Recently, though, the American pickup truck has been transformed into a glorified town car, making it more difficult to know how to maintain a truck. Its body is now tinnier, chromier, more sculptured . . . and the springs have been softened so much in an effort to make the vehicle suitable for Miss America to drive to the boat dock that, today, a new "stock" pickup is hardly qualified to haul a load of feathers to a comfort factory. But, to be fair, the machine's engine has been improved and somebody up there has actually begun to think about us poor devils who have to work on the monster.

Now, if you've never owned a real working vehicle of any kind, you might not realize just how important that last point—which I call "maintenance potential"—can be.

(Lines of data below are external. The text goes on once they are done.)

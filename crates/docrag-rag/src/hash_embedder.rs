//! Offline hash-based embeddings
//!
//! Words and bigrams are hashed into a fixed number of buckets and the result
//! is L2-normalised. Texts sharing vocabulary land close together under cosine
//! similarity. Good enough for local runs and tests; not a semantic model.
//!
//! Buckets come from an MD5 digest, so vectors stay identical across builds
//! and processes that share an index.

use async_trait::async_trait;

use docrag_core::{Embedder, Result};

pub const DEFAULT_HASH_DIMENSIONS: usize = 384;

/// Deterministic embedder that needs no network access
#[derive(Debug, Clone)]
pub struct HashEmbedder {
    dimensions: usize,
}

impl HashEmbedder {
    pub fn new(dimensions: usize) -> Self {
        Self {
            dimensions: dimensions.max(1),
        }
    }

    fn bucket(&self, token: &str) -> (usize, u64) {
        let digest = md5::compute(token.as_bytes());
        let hash = digest.0[..8]
            .iter()
            .fold(0u64, |acc, byte| (acc << 8) | u64::from(*byte));
        ((hash % self.dimensions as u64) as usize, hash)
    }

    /// Embed one text synchronously
    pub fn embed(&self, text: &str) -> Vec<f32> {
        let normalized: String = text
            .to_lowercase()
            .chars()
            .filter(|c| c.is_alphanumeric() || c.is_whitespace())
            .collect();
        let words: Vec<&str> = normalized.split_whitespace().collect();
        let mut vector = vec![0.0f32; self.dimensions];

        for word in &words {
            let (idx, hash) = self.bucket(word);
            vector[idx] += 1.0;

            if word.len() > 3 {
                let secondary = ((hash >> 16) % self.dimensions as u64) as usize;
                vector[secondary] += 0.5;
            }
        }

        for pair in words.windows(2) {
            let (idx, _) = self.bucket(&format!("{} {}", pair[0], pair[1]));
            vector[idx] += 0.3;
        }

        let magnitude: f32 = vector.iter().map(|x| x * x).sum::<f32>().sqrt();
        if magnitude > 0.0 {
            for value in &mut vector {
                *value /= magnitude;
            }
        }

        vector
    }
}

impl Default for HashEmbedder {
    fn default() -> Self {
        Self::new(DEFAULT_HASH_DIMENSIONS)
    }
}

#[async_trait]
impl Embedder for HashEmbedder {
    fn model_id(&self) -> &str {
        "hash"
    }

    fn dimensions(&self) -> usize {
        self.dimensions
    }

    async fn embed_documents(&self, texts: &[String]) -> Result<Vec<Vec<f32>>> {
        Ok(texts.iter().map(|text| self.embed(text)).collect())
    }
}

#[cfg(test)]
mod tests {
    use super::*;
    use crate::index::cosine_similarity;

    #[test]
    fn vectors_are_normalized_and_sized() {
        let embedder = HashEmbedder::new(64);
        let vector = embedder.embed("The sky is blue.");
        assert_eq!(vector.len(), 64);
        let norm: f32 = vector.iter().map(|x| x * x).sum::<f32>().sqrt();
        assert!((norm - 1.0).abs() < 1e-5);
    }

    #[test]
    fn buckets_are_stable_across_processes() {
        let vector = HashEmbedder::new(64).embed("sky");
        let hot: Vec<usize> = (0..64).filter(|i| vector[*i] != 0.0).collect();
        assert_eq!(hot, vec![53]);
        assert_eq!(vector[53], 1.0);
    }

    #[test]
    fn empty_text_is_the_zero_vector() {
        let vector = HashEmbedder::default().embed("  ");
        assert!(vector.iter().all(|x| *x == 0.0));
    }

    #[test]
    fn shared_vocabulary_scores_higher() {
        let embedder = HashEmbedder::default();
        let query = embedder.embed("What color is the sky?");
        let related = embedder.embed("The sky is blue.");
        let unrelated = embedder.embed("Invoices are due within thirty days.");

        assert!(cosine_similarity(&query, &related) > cosine_similarity(&query, &unrelated));
    }

    #[tokio::test]
    async fn embedding_is_deterministic() {
        let embedder = HashEmbedder::default();
        let texts = vec!["same text".to_string(), "same text".to_string()];
        let vectors = embedder.embed_documents(&texts).await.unwrap();
        assert_eq!(vectors[0], vectors[1]);
        assert_eq!(embedder.embed_query("same text").await.unwrap(), vectors[0]);
    }
}
use std::net::SocketAddr;

use anyhow::{Context, Result};
use axum::Router;
use clap::{Args, Parser, Subcommand};
use tracing::{info, warn};
use tracing_subscriber::EnvFilter;

use docrag_server::{INGEST_PORT, IndexBackend, QUERY_PORT, ServiceConfig};

#[derive(Parser)]
#[command(name = "docrag")]
#[command(
    about = "Document ingestion and retrieval-augmented generation services",
    long_about = None
)]
struct Cli {
    #[command(subcommand)]
    command: Command,
}

#[derive(Subcommand)]
enum Command {
    /// Run the ingestion service (POST /process)
    Ingest(ServeArgs),
    /// Run the query service (POST /generate)
    Query(ServeArgs),
    /// Run both services in one process, sharing their clients
    All {
        /// Address of the ingestion service
        #[arg(long, env = "DOCRAG_INGEST_BIND")]
        ingest_bind: Option<SocketAddr>,

        /// Address of the query service
        #[arg(long, env = "DOCRAG_QUERY_BIND")]
        query_bind: Option<SocketAddr>,
    },
}

#[derive(Args)]
struct ServeArgs {
    /// Address to bind the HTTP server to (host:port)
    #[arg(long, env = "DOCRAG_BIND")]
    bind: Option<SocketAddr>,

    /// Port on all interfaces, used when no bind address is given
    #[arg(long, env = "PORT")]
    port: Option<u16>,
}

impl ServeArgs {
    fn addr(&self, default_port: u16) -> SocketAddr {
        self.bind
            .unwrap_or_else(|| all_interfaces(self.port.unwrap_or(default_port)))
    }
}

fn all_interfaces(port: u16) -> SocketAddr {
    SocketAddr::from(([0, 0, 0, 0], port))
}

#[tokio::main]
async fn main() -> Result<()> {
    dotenvy::dotenv().ok();
    tracing_subscriber::fmt()
        .with_env_filter(
            EnvFilter::try_from_default_env().unwrap_or_else(|_| EnvFilter::new("info")),
        )
        .init();

    let cli = Cli::parse();
    let config = ServiceConfig::from_env().context("invalid configuration")?;
    info!(
        project = %config.project,
        index = %config.index_name,
        "configuration loaded"
    );

    match cli.command {
        Command::Ingest(args) => {
            warn_if_memory_backend(&config);
            let app = docrag_server::ingest_app(&config).await?;
            serve("ingestion", args.addr(INGEST_PORT), app).await
        }
        Command::Query(args) => {
            warn_if_memory_backend(&config);
            let app = docrag_server::query_app(&config).await?;
            serve("query", args.addr(QUERY_PORT), app).await
        }
        Command::All {
            ingest_bind,
            query_bind,
        } => {
            let (ingest, query) = docrag_server::combined_apps(&config).await?;
            let ingest_addr = ingest_bind.unwrap_or_else(|| all_interfaces(INGEST_PORT));
            let query_addr = query_bind.unwrap_or_else(|| all_interfaces(QUERY_PORT));

            tokio::try_join!(
                serve("ingestion", ingest_addr, ingest),
                serve("query", query_addr, query),
            )?;
            Ok(())
        }
    }
}

fn warn_if_memory_backend(config: &ServiceConfig) {
    if config.index == IndexBackend::Memory {
        warn!(
            "in-memory index is not shared between processes; \
             use `docrag all` to run both services together"
        );
    }
}

async fn serve(service: &str, addr: SocketAddr, app: Router) -> Result<()> {
    let listener = tokio::net::TcpListener::bind(addr)
        .await
        .with_context(|| format!("failed to bind {} service to {}", service, addr))?;
    info!(service, %addr, "listening");

    axum::serve(listener, app)
        .with_graceful_shutdown(shutdown_signal())
        .await
        .with_context(|| format!("{} service stopped unexpectedly", service))?;

    info!(service, "shut down");
    Ok(())
}

async fn shutdown_signal() {
    if let Err(e) = tokio::signal::ctrl_c().await {
        warn!(error = %e, "failed to listen for shutdown signal");
        std::future::pending::<()>().await;
    }
}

In truth, though, the maintenance potential (how easily and economically a machine can be repaired by its owner) is of supreme importance to anyone buying a new or used pickup . . . especially if the buyer will be operating the vehicle in a remote area and/ or on a limited budget.

To determine the MP of a pickup, first compare the size of the truck's engine with the size of the vehicle's engine compartment. Look at the clearance between the firewalls and the engine (bearing in mind that clear space equals easier working conditions every time you're forced to make an adjustment or replace something).

Next, concentrate on the manner in which the engine and its accessories are arranged within that space. Is everything packed tightly into a confusing maze? That sort of efficiency can cause you to move half the engine to get at the generator or adjust the carb . . . and will cost you time and barked knuckles (if you do your own repairs) or money (if you hire it done). Either way, it certainly takes the joy out of even minor maintenance.

Is the engine a six cylinder or a V-8? An eight has its uses on a drag strip but there are several arguments against it in a utility vehicle. For one, it's a hard dude to work on. An eight also has more moving parts to replace than a six and the arrangement of those parts generally makes for a lot more grunting and straining when repair time rolls around. And then there's the eight's greater appetite for fuel.